Government and industry have been engaged in a dialogue for well over a decade on increased information sharing in cyber security and that leaves Quade concerned about too much talk and not enough action. “We don’t want to say the same old things. We need more public-private sharing and to expect a different result,” he told CNBC in a recent interview that took place before the Colonial Pipeline attack.
Starting with heavily regulated sectors already subject to more stringent government oversight is the preferred approach among many experts to gain experience that can be applied to the broader economy. “We have pieces laying around, but we haven’t cracked it,” Lewis said. “If we don’t, we have a big problem.”
U.S. government cyber dominance challenged
A world of increasing capabilities among hackers funded by nation-state rivals, and massive spending in the U.S. on the internet of things and 5G, means that advanced sentinels, such data sensors, will be everywhere. “That could be wonderful opportunity or a massively invasive scourge on the economy,” Quade said.
The latest hack occurred as the Biden administration works to pass a $2.3 trillion infrastructure plan which includes funds to address critical infrastructure vulnerabilities.
Quade worked on information sharing and automated detection systems while at the NSA, and he said sharing information once a hack occurs is important, but detecting and mitigating cyber incursions in a relevant time frame are where we need to head in terms of two-way cooperation. “What are some of things we can do to prevent it from happening in the first place, or deal with it in a cyber-relevant time. That’s my frustration. I don’t want to just dust off some new argument for information sharing,” Quade said.
The relationship needs to change because the world has changed in important ways: the U.S. government, while formidable in its cyber capabilities, no longer has a clear advantage over nation-state and criminal adversaries. “The U.S. was always on top,” Levite said. “If it didn’t have a monopoly, it had a clear dominance, and in the balance between being more vulnerable or advantageous to reap benefits of intruding into systems, the U.S. was well ahead.”
That is no longer the case, with Russia and China aggressive in cyber attacks and Iran and North Korea more than pulling their weight. And at the same time, private companies are in many cases now as innovative as the NSA in their cyber capabilities, and the first to know when a system, including government, has been breached, which changes the balance in the relationship.
On Monday, President Biden said in a White House briefing, “So far there is no evidence from our intelligence people that Russia is involved although there is evidence that the actor’s ransomware is in Russia, they have some responsibility to deal with this.”

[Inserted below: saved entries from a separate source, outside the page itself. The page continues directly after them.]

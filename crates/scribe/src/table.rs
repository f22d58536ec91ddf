//! Table layout and emission.
//!
//! Every cell is first rendered into a detached sub-target, so its exact
//! text and width are known before anything is written. Rows are then
//! expanded into one slot per column (spanned and row-reserved slots are
//! blank), and a column offset is computed so that every cell delimiter of
//! a column lines up across all rows:
//!
//! ```text
//! |===
//! | ID             | Name
//! | LongIdentifier | Other
//! |===
//! ```
//!
//! Offsets are found in two passes. The first pass walks each row on its
//! own; the second reconciles the rows column by column, left to right,
//! pushing every column to the widest requirement and shifting the rest of
//! the row along with it.

use adoc::{CellFormat, Element, Table, TableCell, TableColumn, TableRow};
use once_cell::sync::Lazy;
use regex::Regex;
use tracing::trace;
use unicode_width::UnicodeWidthStr;

use crate::error::{RenderError, Result};
use crate::render::RenderContext;
use crate::target::Target;

/// Conditional preprocessor directives that must stay at the start of a line.
static DIRECTIVE: Lazy<Regex> = Lazy::new(|| {
    Regex::new(r"^\s*(?:ifn?def|ifeval|endif)::\S*\[.*\]\s*$").expect("directive regex is valid")
});

/// Returns true if `line` is a conditional preprocessor directive.
#[must_use]
pub fn is_directive(line: &str) -> bool {
    DIRECTIVE.is_match(line)
}

// ============================================================================
// Layout model
// ============================================================================

/// A cell slot after rendering, ready for layout.
#[derive(Debug, Clone, Default, PartialEq, Eq)]
pub struct LayoutCell {
    /// Rendered and trimmed cell text.
    pub value: String,
    /// The explicit cell specifier, written before the delimiter.
    pub formatter: String,
    /// The cell holds nested AsciiDoc; its lines are emitted untouched.
    pub raw: bool,
    /// The slot is covered by a span from another cell.
    pub blank: bool,
    /// Printed width of the last line of `value`.
    pub width: usize,
    /// The next cell of the row must start on a new line.
    pub breaks_after: bool,
}

impl LayoutCell {
    /// Creates a cell from its rendered text.
    #[must_use]
    pub fn new(value: impl Into<String>, formatter: impl Into<String>, raw: bool) -> Self {
        let value = value.into();
        let last_line = value.rsplit('\n').next().unwrap_or_default();
        let multiline = value.contains('\n');
        let width = if raw && multiline {
            0
        } else {
            last_line.trim().width()
        };
        let breaks_after = (raw && multiline) || is_directive(last_line);
        Self {
            value,
            formatter: formatter.into(),
            raw,
            blank: false,
            width,
            breaks_after,
        }
    }

    /// Creates a blank slot.
    #[must_use]
    pub fn blank() -> Self {
        Self {
            blank: true,
            ..Self::default()
        }
    }

    /// Printed width of the formatter.
    #[must_use]
    pub fn formatter_width(&self) -> usize {
        self.formatter.width()
    }

    /// Width the cell occupies after its delimiter: content plus one space
    /// on each side, or nothing for an empty cell.
    #[must_use]
    pub fn padded_width(&self) -> usize {
        if self.width > 0 { self.width + 2 } else { 0 }
    }
}

/// One row of a laid-out table.
#[derive(Debug, Clone, PartialEq, Eq)]
pub enum LayoutRow<'a> {
    /// Exactly one slot per column.
    Cells(Vec<LayoutCell>),
    /// An element emitted between rows as-is.
    Raw(&'a Element),
}

/// A table with every cell rendered and measured.
#[derive(Debug, Clone, PartialEq, Eq)]
pub struct TableLayout<'a> {
    columns: usize,
    rows: Vec<LayoutRow<'a>>,
}

impl<'a> TableLayout<'a> {
    /// Creates an empty layout with `columns` columns.
    #[must_use]
    pub fn new(columns: usize) -> Self {
        Self {
            columns,
            rows: Vec::new(),
        }
    }

    /// Returns the number of columns.
    #[must_use]
    pub fn column_count(&self) -> usize {
        self.columns
    }

    /// Returns the rows.
    #[must_use]
    pub fn rows(&self) -> &[LayoutRow<'a>] {
        &self.rows
    }

    /// Appends a row of cell slots.
    pub fn push_cells(&mut self, cells: Vec<LayoutCell>) {
        self.rows.push(LayoutRow::Cells(cells));
    }

    /// Appends a raw row.
    pub fn push_raw(&mut self, element: &'a Element) {
        self.rows.push(LayoutRow::Raw(element));
    }

    /// Computes the delimiter offset of every column. Columns that are blank
    /// in every row have no offset.
    #[must_use]
    pub fn column_offsets(&self) -> Vec<Option<usize>> {
        let mut rows: Vec<Vec<Option<usize>>> = self
            .rows
            .iter()
            .filter_map(|row| match row {
                LayoutRow::Cells(cells) => Some(row_offsets(cells)),
                LayoutRow::Raw(_) => None,
            })
            .collect();
        reconcile_offsets(&mut rows, self.columns)
    }
}

// ============================================================================
// Offset computation
// ============================================================================

/// First pass: delimiter offsets of one row on its own, `None` for blank
/// slots.
#[must_use]
pub fn row_offsets(cells: &[LayoutCell]) -> Vec<Option<usize>> {
    let mut offsets = Vec::with_capacity(cells.len());
    let mut next = 0;
    for cell in cells {
        if cell.blank {
            offsets.push(None);
            continue;
        }
        let offset = next + cell.formatter_width();
        offsets.push(Some(offset));
        next = if cell.breaks_after {
            0
        } else {
            offset + 1 + cell.padded_width()
        };
    }
    offsets
}

/// Second pass: moves every column to the largest offset any row needs and
/// shifts the remainder of each row that had to move. Returns the final
/// offset per column.
pub fn reconcile_offsets(
    rows: &mut [Vec<Option<usize>>],
    columns: usize,
) -> Vec<Option<usize>> {
    let mut result = vec![None; columns];
    for (column, slot) in result.iter_mut().enumerate() {
        let Some(max) = rows
            .iter()
            .filter_map(|row| row.get(column).copied().flatten())
            .max()
        else {
            continue;
        };
        *slot = Some(max);
        for row in rows.iter_mut() {
            let Some(own) = row.get(column).copied().flatten() else {
                continue;
            };
            if own < max {
                let shift = max - own;
                for offset in row[column..].iter_mut().flatten() {
                    *offset += shift;
                }
            }
        }
    }
    result
}

// ============================================================================
// Emission
// ============================================================================

fn pad(out: &mut String, count: usize) {
    out.extend(std::iter::repeat_n(' ', count));
}

/// Writes one row of cells aligned to `offsets`, ending with a newline.
/// A row with no cells writes nothing.
pub fn render_row(
    cells: &[LayoutCell],
    offsets: &[Option<usize>],
    delimiter: char,
    out: &mut String,
) {
    let mut position = 0;
    let mut wrote_any = false;
    let mut force_break = false;
    for (index, cell) in cells.iter().enumerate() {
        if cell.blank {
            continue;
        }
        let Some(offset) = offsets.get(index).copied().flatten() else {
            continue;
        };
        let start = offset.saturating_sub(cell.formatter_width());
        if wrote_any && (force_break || position > start) {
            out.push('\n');
            position = 0;
        }
        pad(out, start - position);
        out.push_str(&cell.formatter);
        out.push(delimiter);
        position = write_value(cell, offset, out, offset + 1);
        wrote_any = true;
        force_break = cell.breaks_after;
    }
    if wrote_any {
        out.push('\n');
    }
}

/// Writes the value of a cell whose delimiter sits at `offset`. Returns the
/// position on the current line afterwards.
fn write_value(cell: &LayoutCell, offset: usize, out: &mut String, mut position: usize) -> usize {
    if cell.value.is_empty() {
        return position;
    }
    if cell.raw && cell.value.contains('\n') {
        out.push(' ');
        out.push_str(&cell.value);
        return cell
            .value
            .rsplit('\n')
            .next()
            .map_or(0, UnicodeWidthStr::width);
    }

    let content = offset + 2;
    let mut lines = cell.value.split('\n');
    let first = lines.next().unwrap_or_default();
    if is_directive(first) {
        out.push('\n');
        out.push_str(first.trim());
        position = first.trim().width();
    } else {
        out.push(' ');
        out.push_str(first);
        position += 1 + first.width();
    }
    for line in lines {
        out.push('\n');
        if cell.raw {
            out.push_str(line);
            position = line.width();
            continue;
        }
        let line = line.trim();
        if line.is_empty() {
            position = 0;
        } else if is_directive(line) {
            out.push_str(line);
            position = line.width();
        } else {
            pad(out, content);
            out.push_str(line);
            position = content + line.width();
        }
    }
    position
}

// ============================================================================
// Rendering tables through a target
// ============================================================================

impl<T: Target> RenderContext<T> {
    pub(crate) fn table(&mut self, table: &Table) -> Result<()> {
        let delimiter = if self.table_depth > 0 { '!' } else { '|' };
        let layout = self.layout_table(table)?;
        let offsets = layout.column_offsets();
        trace!(
            columns = layout.column_count(),
            rows = layout.rows().len(),
            ?offsets,
            "table layout"
        );

        self.target.ensure_newline();
        self.block_attributes(&table.attributes)?;
        self.unwrapped(|cx| {
            let fence = format!("{delimiter}===\n");
            cx.target.write_str(&fence);
            for row in layout.rows() {
                match row {
                    LayoutRow::Cells(cells) => {
                        let mut line = String::new();
                        render_row(cells, &offsets, delimiter, &mut line);
                        cx.target.write_str(&line);
                    }
                    LayoutRow::Raw(element) => {
                        cx.element(element)?;
                        cx.target.ensure_newline();
                    }
                }
            }
            cx.target.write_str(&fence);
            Ok(())
        })
    }

    /// Renders every cell and expands each row into one slot per column.
    fn layout_table<'a>(&self, table: &'a Table) -> Result<TableLayout<'a>> {
        let columns = table.columns();
        let count = table.column_count();
        let mut layout = TableLayout::new(count);
        // Remaining rows each column is reserved for by a row span.
        let mut reserved = vec![0u32; count];
        for (index, row) in table.rows.iter().enumerate() {
            match row {
                TableRow::Raw(element) => layout.push_raw(element),
                TableRow::Cells(cells) => {
                    let slots = self.layout_row(cells, &columns, &mut reserved, index)?;
                    layout.push_cells(slots);
                }
            }
        }
        Ok(layout)
    }

    fn layout_row(
        &self,
        cells: &[TableCell],
        columns: &[TableColumn],
        reserved: &mut [u32],
        row: usize,
    ) -> Result<Vec<LayoutCell>> {
        let count = reserved.len();
        let mut taken: Vec<bool> = reserved.iter().map(|&rows| rows > 0).collect();
        for rows in reserved.iter_mut() {
            *rows = rows.saturating_sub(1);
        }

        let mut slots: Vec<Option<LayoutCell>> = vec![None; count];
        let mut column = 0;
        for cell in cells {
            while column < count && taken[column] {
                column += 1;
            }
            let format = cell.format.unwrap_or_default();
            let width = format.slots();
            if column + width > count {
                return Err(RenderError::ColumnOverflow {
                    row,
                    columns: count,
                    required: column + width,
                });
            }

            let effective = columns
                .get(column)
                .map_or(format, |declared| format.inherit(declared));
            let value = self.cell_text(cell, &effective)?;
            let formatter = cell.format.map(|f| f.to_string()).unwrap_or_default();
            slots[column] = Some(LayoutCell::new(value, formatter, effective.is_asciidoc()));

            for slot in column..column + width {
                taken[slot] = true;
                if format.span.rows > 1 {
                    reserved[slot] = reserved[slot].max(format.span.rows - 1);
                }
            }
            column += width;
        }
        Ok(slots
            .into_iter()
            .map(|slot| slot.unwrap_or_else(LayoutCell::blank))
            .collect())
    }

    /// Renders a cell into a sub-target. AsciiDoc cells keep their leading
    /// whitespace.
    fn cell_text(&self, cell: &TableCell, format: &CellFormat) -> Result<String> {
        let text = self.measure_nested(&cell.elements, self.table_depth + 1)?;
        Ok(if format.is_asciidoc() {
            text.trim_end().to_string()
        } else {
            text.trim().to_string()
        })
    }
}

“Unfortunately, these sorts of attacks are becoming more frequent. They’re here to stay. And we have to work in partnership with businesses to secure networks to defend ourselves,” Commerce Secretary Gina Marie Raimondo told the CBS Sunday program “Face the Nation.”
Elena Kvochko, chief trust officer at SAP, and part of a group of technology officials which recently created a plan for government cooperation and operational readiness in cyber, said government and industry need to get better at vulnerability management, and in particular what is seen in real time and prevented, rather than six months after an attack.
“This is not a new debate,” Kvochko said. “But it is back on top of the agenda at a government and corporate level and we all need to understand the priority of it. We recognize there is a lot of work to do. We all put so much effort and focus into securing our ecosystems, but we can only do it together.”